Away from these glass towers and wide boulevards, Beijing is riddled with a wonderfully confusing network of dark alleyways (hutongs), which snake and twist away from its central core. Crammed to overflowing with produce, people and livestock, these narrow backstreets provide an endless cacophony of noise, colour and smells. I remember wandering past stalls and carts creaking under the weight of all manner of exotic oddities. At my feet, bags and buckets thrashed about wildly, their occupants, a bewildering mix of frogs, snakes and fish, all apparently desperate to add to the general melee and confusion. I allowed myself to be swept along on a wave of humanity; a ceaseless river where, as a space became available, it was immediately filled…by a cart, a bicycle, a person. I flowed along with it, a stranger in an even stranger land.

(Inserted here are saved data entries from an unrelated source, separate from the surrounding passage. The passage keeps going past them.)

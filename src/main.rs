use std::process::ExitCode;

use tracing::{error, info};
use tracing_subscriber::EnvFilter;

use captacion::app::App;
use captacion::config::Config;
use captacion::database::Database;
use captacion::server::Server;

#[tokio::main]
async fn main() -> ExitCode {
    tracing_subscriber::fmt()
        .with_env_filter(EnvFilter::try_from_default_env().unwrap_or_else(|_| EnvFilter::new("info")))
        .init();

    match run().await {
        Ok(()) => ExitCode::SUCCESS,
        Err(e) => {
            error!(error = %e, "captacion stopped");
            ExitCode::FAILURE
        }
    }
}

async fn run() -> Result<(), Box<dyn std::error::Error>> {
    let config = Config::from_env()?;
    info!(
        app = %config.app_name,
        bind = %config.bind,
        db = %config.db_path.display(),
        "configuration loaded"
    );

    // Fail before accepting connections if the schema cannot be applied.
    Database::open(&config.db_path)?.migrate()?;

    let server = Server::bind(&config.bind).await?;
    let app = App::new(config)?;

    let shutdown = async {
        if let Err(e) = tokio::signal::ctrl_c().await {
            error!(error = %e, "failed to listen for ctrl-c");
            std::future::pending::<()>().await;
        }
    };
    server.run_until(move |req| app.handle(req), shutdown).await?;

    info!("shutdown complete");
    Ok(())
}
//! Athletes: identity, anthropometrics and the evaluator that follows them.

use chrono::{Local, NaiveDate};

use crate::database::{Accessor, Database, Model, Record, Value};

pub static ATLETA: Model = Model::new("atletas", "id")
    .with_fillable(&[
        "usuario_id",
        "nombre",
        "apellido",
        "dni",
        "fecha_nacimiento",
        "sexo",
        "domicilio",
        "localidad",
        "telefono",
        "email",
        "altura",
        "peso",
        "envergadura",
        "altura_sentado",
        "evaluador_id",
        "activo",
    ])
    .with_accessors(&[
        ("nombre_completo", super::nombre_completo as Accessor),
        ("edad", edad as Accessor),
        ("imc", imc as Accessor),
    ]);

pub fn find_by_dni(db: &mut Database, dni: &str) -> Option<Record> {
    ATLETA.query().where_eq("dni", dni).first(db)
}

/// The athlete profile linked to a user account.
pub fn find_by_usuario(db: &mut Database, usuario_id: i64) -> Option<Record> {
    ATLETA.query().where_eq("usuario_id", usuario_id).first(db)
}

pub fn activos(db: &mut Database) -> Vec<Record> {
    ATLETA.query().where_eq("activo", true).get(db)
}

/// Active athletes followed by one evaluator.
pub fn by_evaluador(db: &mut Database, evaluador_id: i64) -> Vec<Record> {
    ATLETA
        .query()
        .where_eq("evaluador_id", evaluador_id)
        .where_eq("activo", true)
        .get(db)
}

fn edad(atleta: &Record) -> Value {
    edad_at(atleta, Local::now().date_naive()).into()
}

/// Age in whole years on `today`, `None` without a valid birth date.
pub fn edad_at(atleta: &Record, today: NaiveDate) -> Option<u32> {
    let born = atleta.get("fecha_nacimiento").as_date()?;
    today.years_since(born)
}

/// Body-mass index from `altura` (cm) and `peso` (kg), rounded to two decimals.
fn imc(atleta: &Record) -> Value {
    let altura = atleta.get("altura").as_f64().filter(|a| *a > 0.0);
    let peso = atleta.get("peso").as_f64().filter(|p| *p > 0.0);
    match (altura, peso) {
        (Some(altura), Some(peso)) => {
            let metros = altura / 100.0;
            Value::Real((peso / (metros * metros) * 100.0).round() / 100.0)
        }
        _ => Value::Null,
    }
}

#[cfg(test)]
mod tests {
    use super::*;

    fn atleta(attrs: &[(&str, Value)]) -> Record {
        let mut r = ATLETA.new_record();
        r.fill(attrs.iter().map(|(k, v)| (*k, v.clone())));
        r
    }

    #[test]
    fn edad_counts_completed_years() {
        let a = atleta(&[("fecha_nacimiento", "2008-06-15".into())]);
        let before = NaiveDate::from_ymd_opt(2024, 6, 14).unwrap();
        let on = NaiveDate::from_ymd_opt(2024, 6, 15).unwrap();
        assert_eq!(edad_at(&a, before), Some(15));
        assert_eq!(edad_at(&a, on), Some(16));
    }

    #[test]
    fn edad_needs_a_birth_date() {
        let today = NaiveDate::from_ymd_opt(2024, 1, 1).unwrap();
        assert_eq!(edad_at(&atleta(&[]), today), None);
        assert_eq!(atleta(&[]).get("edad"), Value::Null);
    }

    #[test]
    fn imc_rounds_to_two_decimals() {
        let a = atleta(&[("altura", 175.0.into()), ("peso", 70.into())]);
        assert_eq!(a.get("imc"), Value::Real(22.86));
    }

    #[test]
    fn imc_is_null_without_measurements() {
        assert_eq!(atleta(&[("altura", 175.0.into())]).get("imc"), Value::Null);
        let zero = atleta(&[("altura", 0.into()), ("peso", 60.into())]);
        assert_eq!(zero.get("imc"), Value::Null);
    }

    #[test]
    fn by_evaluador_filters_owner_and_activity() {
        let mut db = Database::open_in_memory().unwrap();
        db.migrate().unwrap();
        let ev = db
            .insert("evaluadores", &[("nombre", "Eva".into()), ("apellido", "Ruiz".into())])
            .unwrap();
        let rows = [("A", Some(ev), 1), ("B", Some(ev), 0), ("C", None, 1)];
        for (nombre, evaluador, activo) in rows {
            db.insert(
                "atletas",
                &[
                    ("nombre", nombre.into()),
                    ("apellido", "X".into()),
                    ("evaluador_id", evaluador.into()),
                    ("activo", activo.into()),
                ],
            )
            .unwrap();
        }

        let propios = by_evaluador(&mut db, ev);
        assert_eq!(propios.len(), 1);
        assert_eq!(propios[0].get("nombre_completo"), Value::from("A X"));
        assert_eq!(activos(&mut db).len(), 2);
    }
}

I rarely feel much affinity with cities. To me they are just crowded and dirty and serve only as a means of escaping to more interesting places. Beijing back then was somehow different though. I can remember sitting in the late afternoon sunshine, soaking up the vast expanse of Tiananmen Square, whilst all around me families were making the most of the rapidly disappearing summer. Amongst the stone memorials to past and present empires, children played and laughed and above my head huge kites of dragons and eagles swooped and twisted in a colourful dance across the sky. My plan had been to stay and watch the flag lowering ceremony at sunset, but the overwhelming mass of humanity flooding into the square made me think again. I left the square to the growing masses and headed for my date with a duck.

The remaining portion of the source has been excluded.